Deputy Public Prosecutor Yang Ziliang (right) having a discussion with a Traffic Police investigation officer at the site of a fatal road accident which occurred earlier this year.

SINGAPORE - Last Thursday afternoon, Deputy Public Prosecutor (DPP) Yang Ziliang stood by the side of the road and watched vehicles drive by.

With his shirt sleeves rolled up and coat and tie left behind at his work desk, he discussed the scene of a fatal accident with an investigation officer and penned notes on a clipboard of documents.

After collecting new insights into the case - such as where the victim might have tried to cross the road and the driver's road visibility - he climbed back into a waiting police van to return to the office.

Such visits may require long periods away from the office or courts, but they are an "integral and necessary" part of the job if the scene is relevant to an offence, said the 30-year-old prosecutor from the Attorney-General's Chambers (AGC).

"Of course, there are plenty of pictures I can sit down and look at, but nothing beats actually being there to try and understand what may have transpired," DPP Yang told The Sunday Times. "If we bring charges, before the trial, it helps me put myself in the shoes of the accused, victim or witnesses so I can examine them more effectively in court."

These were just some of the insights into the job that the AGC hopes to give to Singapore's youth through its first Public Prosecution Outreach Programme.

Last week, 75 secondary school and junior college students attended court proceedings on one-day attachments to prosecutors such as DPP Yang. They also visited the police Criminal Investigation Department. The AGC has also set up, for the first time, a Facebook page to engage with the public as part of its outreach efforts. There will be a public exhibition at the National Library in Bras Basah this Friday and Saturday.

The public's perception of a prosecutor's main duties is likely to be those that take place in a courtroom - grilling witnesses and telling a judge why an offender deserves to go to jail. But just as important is the role played by some 220 prosecutors from the AGC in deciding whether criminal charges should be brought, said DPP Yang.

In between hearings, prosecutors also do legal research and interview investigating officers and witnesses. It is all part of the preparatory work that finds its way into thick files of documents carted to the Subordinate and High Courts each day.

In his two years with the AGC, DPP Yang has handled a range of cases from rioting to causing hurt to drug offences.

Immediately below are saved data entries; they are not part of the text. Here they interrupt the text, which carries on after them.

use std::time::Duration;

use alloy_primitives::B256;
use nft_market_api::prelude::*;

/// Pins through the pinning service and sends through the node's unlocked account.
/// Only pinning needs `PINATA_JWT`.
pub struct CliBackend {
    pinning: Option<PinningClient>,
    rpc: EvmRpc,
}

impl CliBackend {
    pub fn from_config(config: &MarketConfig) -> Self {
        Self {
            pinning: PinningClient::from_config(config).ok(),
            rpc: EvmRpc::new(&config.rpc_url),
        }
    }

    fn pinning(&self) -> Result<&PinningClient, MarketError> {
        self.pinning
            .as_ref()
            .ok_or(MarketError::MissingConfig("PINATA_JWT"))
    }
}

impl MintBackend for CliBackend {
    async fn pin_file(&self, image: &ImageUpload) -> Result<String, MarketError> {
        self.pinning()?.pin_file(image).await
    }

    async fn pin_json(&self, metadata: &NftMetadata) -> Result<String, MarketError> {
        self.pinning()?.pin_json(metadata).await
    }

    async fn send_transaction(&self, tx: TxRequest) -> Result<B256, MarketError> {
        self.rpc.send_transaction(&tx).await
    }

    async fn wait_for_receipt(&self, hash: B256) -> Result<TxReceipt, MarketError> {
        self.rpc
            .wait_for_receipt(
                hash,
                RECEIPT_POLL_ATTEMPTS,
                Duration::from_millis(RECEIPT_POLL_MS),
                tokio::time::sleep,
            )
            .await
    }
}

#[cfg(test)]
mod tests {
    use super::*;

    #[tokio::test]
    async fn test_transactions_do_not_need_pinning_config() {
        let config = MarketConfig::from_lookup(|_| None).unwrap();
        let backend = CliBackend::from_config(&config);
        assert_eq!(backend.rpc.url(), config.rpc_url);

        let err = backend.pin_json(&NftMetadata::default()).await.unwrap_err();
        assert!(matches!(err, MarketError::MissingConfig("PINATA_JWT")));
    }

    #[tokio::test]
    async fn test_pinning_config_is_picked_up() {
        let config = MarketConfig::from_lookup(|name| {
            (name == "PINATA_JWT").then(|| "jwt".to_string())
        })
        .unwrap();
        assert!(CliBackend::from_config(&config).pinning().is_ok());
    }
}
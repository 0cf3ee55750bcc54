use std::rc::Rc;

use dioxus::prelude::*;
use nft_market_api::prelude::*;

#[derive(Clone, Debug, Default, PartialEq)]
pub struct FeeQuote {
    pub fee: Option<String>,
    pub proceeds: Option<String>,
    pub pending: bool,
    pub error: Option<String>,
}

/// Marketplace fee for the price being typed, fetched once typing pauses.
pub fn use_fee_quote(price: Signal<String>) -> Signal<FeeQuote> {
    let config = use_context::<MarketConfig>();
    let mut quote = use_signal(FeeQuote::default);
    let sequence = use_hook(|| Rc::new(RequestSequence::new()));

    use_effect(move || {
        let input = price.read().trim().to_string();
        // A newer keystroke invalidates this one.
        let ticket = sequence.issue();
        let sequence = sequence.clone();
        let config = config.clone();

        spawn(async move {
            gloo_timers::future::TimeoutFuture::new(FEE_DEBOUNCE_MS).await;
            if !sequence.is_current(ticket) {
                return;
            }
            if input.is_empty() {
                quote.set(FeeQuote::default());
                return;
            }
            let wei = match parse_price(&input) {
                Ok(wei) => wei,
                Err(e) => {
                    quote.set(FeeQuote {
                        error: Some(e.to_string()),
                        ..FeeQuote::default()
                    });
                    return;
                }
            };

            quote.write().pending = true;
            let result = MarketContracts::from_config(&config).calculate_fee(wei).await;
            if !sequence.is_current(ticket) {
                return;
            }
            quote.set(match result {
                Ok(fee) => FeeQuote {
                    fee: Some(format_ether(fee)),
                    proceeds: Some(format_ether(net_proceeds(wei, fee))),
                    ..FeeQuote::default()
                },
                Err(e) => FeeQuote {
                    error: Some(e.to_string()),
                    ..FeeQuote::default()
                },
            });
        });
    });

    quote
}
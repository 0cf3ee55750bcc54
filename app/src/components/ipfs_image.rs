use dioxus::prelude::*;
use nft_market_api::prelude::*;

/// Image that walks the gateway candidates on load errors and ends on the
/// embedded placeholder. Key it by `uri` so a new reference starts over.
#[component]
pub fn IpfsImage(uri: String, alt: String, class: Option<String>) -> Element {
    let config = use_context::<MarketConfig>();
    let mut fallback = use_signal(|| GatewayFallback::for_uri(&config.gateways(), &uri));

    let src = fallback.read().src();
    let class = class.unwrap_or_else(|| "w-full aspect-square object-cover".to_string());

    rsx! {
        img {
            class: "{class}",
            src: "{src}",
            alt: "{alt}",
            onerror: move |_| {
                let mut cursor = fallback.write();
                if cursor.is_exhausted() {
                    return;
                }
                match cursor.advance() {
                    Some(next) => tracing::debug!("Image failed, trying {}", next),
                    None => tracing::debug!("All gateways failed, showing placeholder"),
                }
            },
        }
    }
}
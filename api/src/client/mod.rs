mod indexed;
mod market;
mod metadata;
mod pinning;
mod rpc;
mod subgraph;

pub use indexed::*;
pub use market::*;
pub use metadata::*;
pub use pinning::*;
pub use rpc::*;
pub use subgraph::*;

He enjoys contributing to the broader process of helping parties reach closure, such as in establishing the circumstances surrounding a death.

But the prosecutor, who switched over from private practice in 2011, stresses that his work is ultimately about achieving what is fair for the parties. "Our work is to assist the court to reach a just result - not necessarily the maximum punishment for an offender, but the appropriate one."

This is among some misconceptions of the job that the AGC hopes to set right for young people in particular.

Attorney-General Steven Chong told one such group of students last Thursday that prosecutors are lawyers who "never win or lose" because their role is to protect the public interest. "Contrary to some beliefs, my role is not to extract a pound of flesh and inflict the worst possible punishment. We believe the punishment must ultimately fit the crime."

Students came away from the sessions with a new perspective.

"I used to think prosecutors went all out to get criminals punished," said Nicholas Kang, an 18-year-old Victoria Junior College student. "Now I understand the humane aspect of the process, since both aggravating and mitigating factors are considered for each accused person."